Wall Street closed strongly lower on Friday with the S&P 500 -09.% and with US futures a further -1.0% lower, the Asian markets which are open (several shut for the Lunar New Year) have been hit hard. The Nikkei 225 was -2.0% lower. In Europe, there is a key bout of corrective pressure too, with the DAX Futures and FTSE 100 Futures both around -1.4% lower.

In forex, there is a mixed USD outlook, but risk aversion is the main theme. JPY is the main outperformer, whilst the commodity currencies (AUD, NZD and CAD are all under pressure).

In commodities, gold is around +0.5% higher (c. +$7) with oil once more sharply lower by over -2%.

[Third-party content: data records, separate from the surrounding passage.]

//! Application error types

use reqcheck_domain::{AssertionFailure, DomainError, SerializationError};
use thiserror::Error;

use crate::ports::TransportError;

/// Everything a harness call can surface to a test case.
#[derive(Debug, Error)]
pub enum HarnessError {
    /// No response was obtained.
    #[error("transport error: {0}")]
    Transport(#[from] TransportError),

    /// The response did not satisfy its contract.
    #[error("{0}")]
    Assertion(#[from] AssertionFailure),

    /// A request payload could not be encoded.
    #[error("serialization error: {0}")]
    Serialization(#[from] SerializationError),

    /// The harness configuration is invalid.
    #[error("configuration error: {0}")]
    Config(String),
}

impl HarnessError {
    /// The aggregated failure, if this is an assertion error.
    #[must_use]
    pub const fn as_assertion(&self) -> Option<&AssertionFailure> {
        match self {
            Self::Assertion(failure) => Some(failure),
            _ => None,
        }
    }

    /// The transport failure, if this is a transport error.
    #[must_use]
    pub const fn as_transport(&self) -> Option<&TransportError> {
        match self {
            Self::Transport(error) => Some(error),
            _ => None,
        }
    }
}

impl From<DomainError> for HarnessError {
    fn from(error: DomainError) -> Self {
        match error {
            DomainError::InvalidUrl(message) => Self::Transport(TransportError::invalid_url(message)),
        }
    }
}

/// Result type alias for harness operations.
pub type HarnessResult<T> = Result<T, HarnessError>;
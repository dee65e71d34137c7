//! Tracing subscriber bootstrap.

use tracing_subscriber::{EnvFilter, layer::SubscriberExt, util::SubscriberInitExt};

/// Installs the global subscriber.
///
/// `RUST_LOG` takes precedence over `default_filter`. Output goes through the
/// test writer so it is captured per test. Returns `false` if a subscriber
/// was already installed, which makes repeated calls from per-case setup
/// harmless.
pub fn init_logging(default_filter: &str) -> bool {
    let filter = EnvFilter::try_from_default_env()
        .or_else(|_| EnvFilter::try_new(default_filter))
        .unwrap_or_else(|_| EnvFilter::new("info"));

    tracing_subscriber::registry()
        .with(filter)
        .with(tracing_subscriber::fmt::layer().with_test_writer())
        .try_init()
        .is_ok()
}
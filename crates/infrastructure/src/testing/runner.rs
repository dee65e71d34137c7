//! Contract runner implementation.
//!
//! Evaluates every check of a contract against a captured response. A
//! failing check never stops evaluation; all results are collected in
//! contract order.

use std::cmp::Ordering;

use reqcheck_domain::path::{PathExpr, extract, extract_key};
use reqcheck_domain::testing::{compare_values, values_equal};
use reqcheck_domain::{
    Actual, AssertionFailure, CapturedResponse, Check, CheckResult, ContractReport, Expectation,
    Extraction, Predicate, ResponseContract, StatusExpectation,
};
use serde_json::Value;
use tracing::debug;

/// Runs response contracts.
#[derive(Debug, Default, Clone, Copy)]
pub struct ContractRunner;

impl ContractRunner {
    /// Create a new contract runner.
    #[must_use]
    pub const fn new() -> Self {
        Self
    }

    /// Evaluate every check of `contract` against `response`.
    #[must_use]
    pub fn run(&self, contract: &ResponseContract, response: &CapturedResponse) -> ContractReport {
        let results: Vec<CheckResult> = contract
            .checks()
            .into_iter()
            .map(|check| self.run_check(check, response))
            .collect();

        let report = ContractReport::new(&contract.name, results);
        debug!(
            contract = %report.contract,
            request_id = %response.request_id(),
            passed = report.passed,
            failed = report.failed,
            "contract evaluated"
        );
        report
    }

    /// Evaluate `contract` and fail with every mismatch if any check did not hold.
    ///
    /// # Errors
    ///
    /// Returns an `AssertionFailure` listing each failed check in order.
    pub fn verify(
        &self,
        contract: &ResponseContract,
        response: &CapturedResponse,
    ) -> Result<ContractReport, AssertionFailure> {
        self.run(contract, response).into_result()
    }

    /// Evaluate a single check.
    #[must_use]
    pub fn run_check(&self, check: Check, response: &CapturedResponse) -> CheckResult {
        let outcome = match &check {
            Check::Status { expected } => Self::check_status(expected, response),
            Check::Json { expectation } => Self::check_json(expectation, response),
            Check::Header { name, value } => Self::check_header(name, value, response),
            Check::BodyEquals { expected } => Self::check_body_equals(expected, response),
            Check::MaxElapsed { max } => {
                let elapsed = response.elapsed();
                Outcome::new(elapsed < *max, Actual::Value(format!("{}ms", elapsed.as_millis())))
            }
        };

        match outcome {
            Outcome {
                passed: false,
                actual,
                message: Some(message),
            } => CheckResult::fail_with_message(check, actual, message),
            Outcome { passed, actual, .. } => CheckResult::from_outcome(check, passed, actual),
        }
    }

    fn check_status(expected: &StatusExpectation, response: &CapturedResponse) -> Outcome {
        let actual = response.status().as_u16();
        Outcome::new(expected.matches(actual), Actual::Value(actual.to_string()))
    }

    fn check_header(name: &str, expected: &str, response: &CapturedResponse) -> Outcome {
        response.header(name).map_or_else(
            || Outcome::new(false, Actual::NotFound),
            |actual| Outcome::new(actual == expected, Actual::Value(actual.to_string())),
        )
    }

    fn check_body_equals(expected: &str, response: &CapturedResponse) -> Outcome {
        let matches = response.body_bytes() == expected.as_bytes();
        Outcome::new(matches, Actual::Value(format!("{:?}", response.body_text())))
    }

    fn check_json(expectation: &Expectation, response: &CapturedResponse) -> Outcome {
        let path = match PathExpr::parse(&expectation.path) {
            Ok(path) => path,
            Err(e) => {
                return Outcome::failed(Actual::Unavailable("invalid path".to_string()), e.to_string());
            }
        };

        let tree = match response.json() {
            Ok(tree) => tree,
            Err(e) => {
                return Outcome::failed(
                    Actual::Unavailable("body is not valid JSON".to_string()),
                    e.to_string(),
                );
            }
        };

        match &expectation.predicate {
            Predicate::Equals(expected) => match extract(tree, &path) {
                Extraction::Value(actual) => Outcome::new(values_equal(expected, actual), render(actual)),
                _ => Outcome::new(false, Actual::NotFound),
            },
            Predicate::HasKey(key) => match extract_key(tree, &path, key) {
                Extraction::KeyExists(true) => {
                    Outcome::new(true, Actual::Value("key present".to_string()))
                }
                Extraction::KeyExists(false) => Outcome::failed(
                    Actual::NotFound,
                    format!("no key '{key}' at {}", path.as_str()),
                ),
                _ => Outcome::new(false, Actual::NotFound),
            },
            Predicate::LessThan(bound) => match extract(tree, &path) {
                Extraction::Value(actual) => match compare_values(actual, bound) {
                    Some(ordering) => Outcome::new(ordering == Ordering::Less, render(actual)),
                    None => Outcome::failed(
                        render(actual),
                        format!("cannot order {actual} against {bound}"),
                    ),
                },
                _ => Outcome::new(false, Actual::NotFound),
            },
        }
    }
}

/// Intermediate result of one check, before it is paired with the check.
struct Outcome {
    passed: bool,
    actual: Actual,
    message: Option<String>,
}

impl Outcome {
    const fn new(passed: bool, actual: Actual) -> Self {
        Self {
            passed,
            actual,
            message: None,
        }
    }

    const fn failed(actual: Actual, message: String) -> Self {
        Self {
            passed: false,
            actual,
            message: Some(message),
        }
    }
}

fn render(value: &Value) -> Actual {
    Actual::Value(value.to_string())
}

#[cfg(test)]
#[allow(clippy::unwrap_used)]
mod tests {
    use super::*;
    use pretty_assertions::assert_eq;
    use reqcheck_domain::Mismatch;
    use std::collections::HashMap;
    use std::time::Duration;

    fn json_response(status: u16, body: &str) -> CapturedResponse {
        CapturedResponse::new(
            status,
            HashMap::from([(
                "Content-Type".to_string(),
                "application/json; charset=utf-8".to_string(),
            )]),
            body.as_bytes().to_vec(),
            Duration::from_millis(120),
        )
    }

    fn single_user() -> CapturedResponse {
        json_response(
            200,
            r#"{"data":{"id":2,"email":"janet.weaver@reqres.in","first_name":"Janet","last_name":"Weaver","avatar":null}}"#,
        )
    }

    #[test]
    fn test_all_checks_pass() {
        let contract = ResponseContract::new("single user")
            .status(200)
            .expect(Expectation::equals("data.id", 2))
            .expect(Expectation::equals("$.data.email", "janet.weaver@reqres.in"))
            .expect(Expectation::equals(r#"data["first_name"]"#, "Janet"))
            .expect(Expectation::has_key_at("data", "avatar"))
            .header("content-type", "application/json; charset=utf-8")
            .max_elapsed(Duration::from_secs(5));

        let report = ContractRunner::new().run(&contract, &single_user());
        assert_eq!(report.total, 7);
        assert!(report.all_passed(), "{:?}", report.mismatches());
    }

    #[test]
    fn test_numeric_coercion() {
        let response = json_response(200, r#"{"page":"2","total":12.0}"#);
        let contract = ResponseContract::new("coerced")
            .expect(Expectation::equals("page", 2))
            .expect(Expectation::equals("total", 12));

        assert!(ContractRunner::new().verify(&contract, &response).is_ok());
    }

    #[test]
    fn test_aggregates_every_failure_in_order() {
        let contract = ResponseContract::new("single user")
            .expect(Expectation::equals("data.id", 3))
            .expect(Expectation::equals("data.first_name", "Janet"))
            .expect(Expectation::equals("data.missing", "x"));

        let failure = ContractRunner::new()
            .verify(&contract, &single_user())
            .unwrap_err();

        assert_eq!(failure.total, 3);
        assert_eq!(
            failure.mismatches,
            vec![
                Mismatch {
                    check: "data.id == 3".to_string(),
                    expected: "3".to_string(),
                    actual: Actual::Value("2".to_string()),
                    message: None,
                },
                Mismatch {
                    check: r#"data.missing == "x""#.to_string(),
                    expected: r#""x""#.to_string(),
                    actual: Actual::NotFound,
                    message: None,
                },
            ]
        );
    }

    #[test]
    fn test_status_failure_does_not_stop_evaluation() {
        let contract = ResponseContract::new("wrong status")
            .status(404)
            .expect(Expectation::equals("data.id", 2))
            .body("{}");

        let report = ContractRunner::new().run(&contract, &single_user());
        assert_eq!(report.total, 3);
        assert_eq!(report.failed, 2);
        assert!(!report.results[0].passed);
        assert!(report.results[1].passed);
        assert!(!report.results[2].passed);
    }

    #[test]
    fn test_null_is_present_but_missing_is_not() {
        let response = json_response(200, r#"{"a":null}"#);
        let runner = ContractRunner::new();

        let present = ResponseContract::new("present")
            .expect(Expectation::has_key("a"))
            .expect(Expectation::equals("a", Value::Null));
        assert!(runner.verify(&present, &response).is_ok());

        let absent = ResponseContract::new("absent").expect(Expectation::has_key("b"));
        let failure = runner.verify(&absent, &response).unwrap_err();
        assert_eq!(failure.mismatches[0].actual, Actual::NotFound);
    }

    #[test]
    fn test_non_json_body_is_unavailable_but_other_checks_run() {
        let response = CapturedResponse::new(204, HashMap::new(), Vec::new(), Duration::from_millis(5));
        let contract = ResponseContract::new("delete")
            .status(204)
            .expect(Expectation::has_key("id"))
            .body("");

        let report = ContractRunner::new().run(&contract, &response);
        assert_eq!(report.passed, 2);
        assert_eq!(report.failed, 1);
        assert_eq!(
            report.results[1].actual,
            Actual::Unavailable("body is not valid JSON".to_string())
        );
    }

    #[test]
    fn test_body_equality_is_byte_exact() {
        let response = CapturedResponse::new(
            200,
            HashMap::new(),
            vec![b'{', 0xFF, b'}'],
            Duration::from_millis(5),
        );
        let runner = ContractRunner::new();

        let lossy = ResponseContract::new("lossy").body("{\u{FFFD}}");
        let failure = runner.verify(&lossy, &response).unwrap_err();
        assert_eq!(failure.mismatches.len(), 1);

        let exact = ResponseContract::new("exact").body("{}");
        assert!(runner.verify(&exact, &json_response(200, "{}")).is_ok());
    }

    #[test]
    fn test_invalid_path_is_a_mismatch() {
        let contract = ResponseContract::new("indexed")
            .expect(Expectation::equals("data[0].id", 1))
            .expect(Expectation::equals("data..id", 1));

        let failure = ContractRunner::new()
            .verify(&contract, &single_user())
            .unwrap_err();
        assert_eq!(failure.mismatches.len(), 2);
        assert!(failure.mismatches.iter().all(|m| m.message.is_some()));
    }

    #[test]
    fn test_less_than() {
        let response = json_response(200, r#"{"year":2001,"name":"cerulean","data":[]}"#);
        let runner = ContractRunner::new();

        let holds = ResponseContract::new("lt")
            .expect(Expectation::less_than("year", 2002))
            .expect(Expectation::less_than("name", "fuchsia rose"));
        assert!(runner.verify(&holds, &response).is_ok());

        let fails = ResponseContract::new("lt")
            .expect(Expectation::less_than("year", 2001))
            .expect(Expectation::less_than("data", 1));
        let failure = runner.verify(&fails, &response).unwrap_err();
        assert_eq!(failure.mismatches.len(), 2);
        assert!(failure.mismatches[1].message.is_some());
    }

    #[test]
    fn test_timing_bound_is_strict() {
        let response = json_response(200, "{}");
        let runner = ContractRunner::new();

        let exact = ResponseContract::new("exact").max_elapsed(Duration::from_millis(120));
        assert!(runner.verify(&exact, &response).is_err());

        let above = ResponseContract::new("above").max_elapsed(Duration::from_millis(121));
        assert!(runner.verify(&above, &response).is_ok());
    }

    #[test]
    fn test_missing_header() {
        let contract = ResponseContract::new("headers").header("x-request-id", "abc");
        let failure = ContractRunner::new()
            .verify(&contract, &single_user())
            .unwrap_err();
        assert_eq!(failure.mismatches[0].actual, Actual::NotFound);
    }

    #[test]
    fn test_empty_contract_passes() {
        let report = ContractRunner::new().run(&ResponseContract::new("empty"), &single_user());
        assert_eq!(report.total, 0);
        assert!(report.all_passed());
    }
}
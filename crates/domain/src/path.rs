//! Path expressions over JSON documents.
//!
//! Grammar:
//!
//! ```text
//! path     := "$" | ["$."] segment ("." name | bracket)*
//! segment  := name | bracket
//! bracket  := "[" quote key quote "]"
//! ```
//!
//! `$` alone addresses the whole document. Bracketed keys allow field names
//! containing dots. Arrays are not indexable: `[0]` is rejected.

use std::fmt;
use std::str::FromStr;

use serde_json::Value;
use thiserror::Error;

/// Root sentinel addressing the whole document.
pub const ROOT: &str = "$";

/// Errors produced while parsing a path expression.
#[derive(Debug, Clone, PartialEq, Eq, Error)]
pub enum PathError {
    /// The expression is empty or whitespace.
    #[error("path expression is empty")]
    Empty,

    /// `$` followed by something other than `.` or `[`.
    #[error("invalid root in '{0}': expected '$', '$.field' or '$[...]'")]
    InvalidRoot(String),

    /// Two separators in a row, or a leading/trailing separator.
    #[error("empty field name in '{0}'")]
    EmptySegment(String),

    /// A `[` or quote without its closing counterpart.
    #[error("unterminated bracket in '{0}'")]
    UnterminatedBracket(String),

    /// Array indexing, which the grammar does not support.
    #[error("array index '[{0}]' is not supported")]
    IndexNotSupported(String),

    /// Bracket contents that are neither a quoted key nor an index.
    #[error("bracketed key '{0}' must be quoted")]
    UnquotedBracket(String),
}

/// A parsed path expression.
#[derive(Debug, Clone, PartialEq, Eq, Hash)]
pub struct PathExpr {
    raw: String,
    segments: Vec<String>,
}

impl PathExpr {
    /// The root expression (`$`).
    #[must_use]
    pub fn root() -> Self {
        Self {
            raw: ROOT.to_string(),
            segments: Vec::new(),
        }
    }

    /// Parses a path expression.
    ///
    /// # Errors
    ///
    /// Returns a `PathError` describing the first syntax problem found.
    pub fn parse(expr: &str) -> Result<Self, PathError> {
        let raw = expr.trim();
        if raw.is_empty() {
            return Err(PathError::Empty);
        }

        let rest = match raw.strip_prefix('$') {
            Some("") => return Ok(Self::root()),
            Some(after) => {
                if let Some(fields) = after.strip_prefix('.') {
                    fields
                } else if after.starts_with('[') {
                    after
                } else {
                    return Err(PathError::InvalidRoot(raw.to_string()));
                }
            }
            None => raw,
        };

        Ok(Self {
            raw: raw.to_string(),
            segments: parse_segments(raw, rest)?,
        })
    }

    /// Returns true for the root expression.
    #[must_use]
    pub fn is_root(&self) -> bool {
        self.segments.is_empty()
    }

    /// Field names walked from the root, in order.
    #[must_use]
    pub fn segments(&self) -> &[String] {
        &self.segments
    }

    /// The expression as written (trimmed).
    #[must_use]
    pub fn as_str(&self) -> &str {
        &self.raw
    }
}

impl FromStr for PathExpr {
    type Err = PathError;

    fn from_str(s: &str) -> Result<Self, Self::Err> {
        Self::parse(s)
    }
}

impl fmt::Display for PathExpr {
    fn fmt(&self, f: &mut fmt::Formatter<'_>) -> fmt::Result {
        f.write_str(&self.raw)
    }
}

fn parse_segments(raw: &str, mut remaining: &str) -> Result<Vec<String>, PathError> {
    let mut segments = Vec::new();

    loop {
        if let Some(inner) = remaining.strip_prefix('[') {
            let (key, after) = parse_bracket(raw, inner)?;
            segments.push(key);
            remaining = after;
        } else {
            let end = remaining.find(['.', '[']).unwrap_or(remaining.len());
            let name = &remaining[..end];
            if name.is_empty() {
                return Err(PathError::EmptySegment(raw.to_string()));
            }
            segments.push(name.to_string());
            remaining = &remaining[end..];
        }

        if remaining.is_empty() {
            return Ok(segments);
        }
        if let Some(after_dot) = remaining.strip_prefix('.') {
            if after_dot.is_empty() || after_dot.starts_with('[') {
                return Err(PathError::EmptySegment(raw.to_string()));
            }
            remaining = after_dot;
        }
    }
}

/// Parses the inside of a bracket (after `[`), returning the key and the
/// text following the closing `]`.
fn parse_bracket<'a>(raw: &str, inner: &'a str) -> Result<(String, &'a str), PathError> {
    let unterminated = || PathError::UnterminatedBracket(raw.to_string());

    if let Some(quote) = inner.chars().next().filter(|c| *c == '"' || *c == '\'') {
        let body = &inner[1..];
        let end = body.find(quote).ok_or_else(unterminated)?;
        let after = body[end + 1..].strip_prefix(']').ok_or_else(unterminated)?;
        return Ok((body[..end].to_string(), after));
    }

    let close = inner.find(']').ok_or_else(unterminated)?;
    let content = inner[..close].trim();
    if content == "*" || content.parse::<i64>().is_ok() {
        Err(PathError::IndexNotSupported(content.to_string()))
    } else {
        Err(PathError::UnquotedBracket(content.to_string()))
    }
}

/// Outcome of resolving a path against a document.
#[derive(Debug, Clone, Copy, PartialEq)]
pub enum Extraction<'a> {
    /// The path resolved; the value may itself be `null`.
    Value(&'a Value),
    /// Result of a key-presence lookup.
    KeyExists(bool),
    /// Some field along the path is absent.
    NotFound,
}

impl<'a> Extraction<'a> {
    /// The resolved value, if any.
    #[must_use]
    pub const fn value(&self) -> Option<&'a Value> {
        match self {
            Self::Value(v) => Some(*v),
            _ => None,
        }
    }

    /// Returns true unless the path was not found.
    #[must_use]
    pub const fn is_found(&self) -> bool {
        !matches!(self, Self::NotFound)
    }
}

/// Resolves `path` against `tree`.
///
/// A field that is present with a `null` value resolves to `Value(null)`;
/// a missing field, or an attempt to descend into a non-object, yields
/// `NotFound`.
#[must_use]
pub fn extract<'a>(tree: &'a Value, path: &PathExpr) -> Extraction<'a> {
    path.segments
        .iter()
        .try_fold(tree, |node, key| node.as_object()?.get(key))
        .map_or(Extraction::NotFound, Extraction::Value)
}

/// Checks whether the object at `path` has `key`, ignoring its value.
///
/// Yields `NotFound` when `path` itself does not resolve, and
/// `KeyExists(false)` when it resolves to something other than an object.
#[must_use]
pub fn extract_key(tree: &Value, path: &PathExpr, key: &str) -> Extraction<'static> {
    match extract(tree, path) {
        Extraction::Value(node) => Extraction::KeyExists(
            node.as_object().is_some_and(|object| object.contains_key(key)),
        ),
        _ => Extraction::NotFound,
    }
}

The German Ifo will be watched early today but also watch out for New Home Sales in the afternoon. The German Ifo Business Climate for January at 09:00 GMT is expected to improve to 97.0 (from 96.3 in December) with the Ifo Current Conditions component improving to 99.2 (from 98.8) and the Ifo Expectations component improving to 98.0 (from 93.8).

US New Home Sales are at 15:00 GMT and are expected to improve by +1.7% to 728,000 in December (up from a growth of +1.3% to 719,000 in November).

There is also a speech from FOMC member John Williams (voter, centrist) at 14:30 GMT.

Chart of the Day – USD/CHF

The Swiss franc has started to how signs of looking more corrective in recent sessions and this is bringing USD/CHF to a test of a key downtrend. A second successive positive candle into the close on Friday means that the pair is testing resistance of a six week downtrend. A breakout above initial resistance at 0.9730 (last week’s high) would signal a breakout and open the key lower high at 0.9760. It is the momentum indicators which are leading the market higher, with Stochastics and the RSI at seven week highs, whilst MACD lines are advancing following a bull cross. The outlook for a recovery is building. With regards to support, there is a run of higher lows now beginning to form following the 0.9610 key low, with support around 0.9660/0.9665 developing. A closing move above 0.9730 would be the signal that the bulls are really gathering pace in a recovery.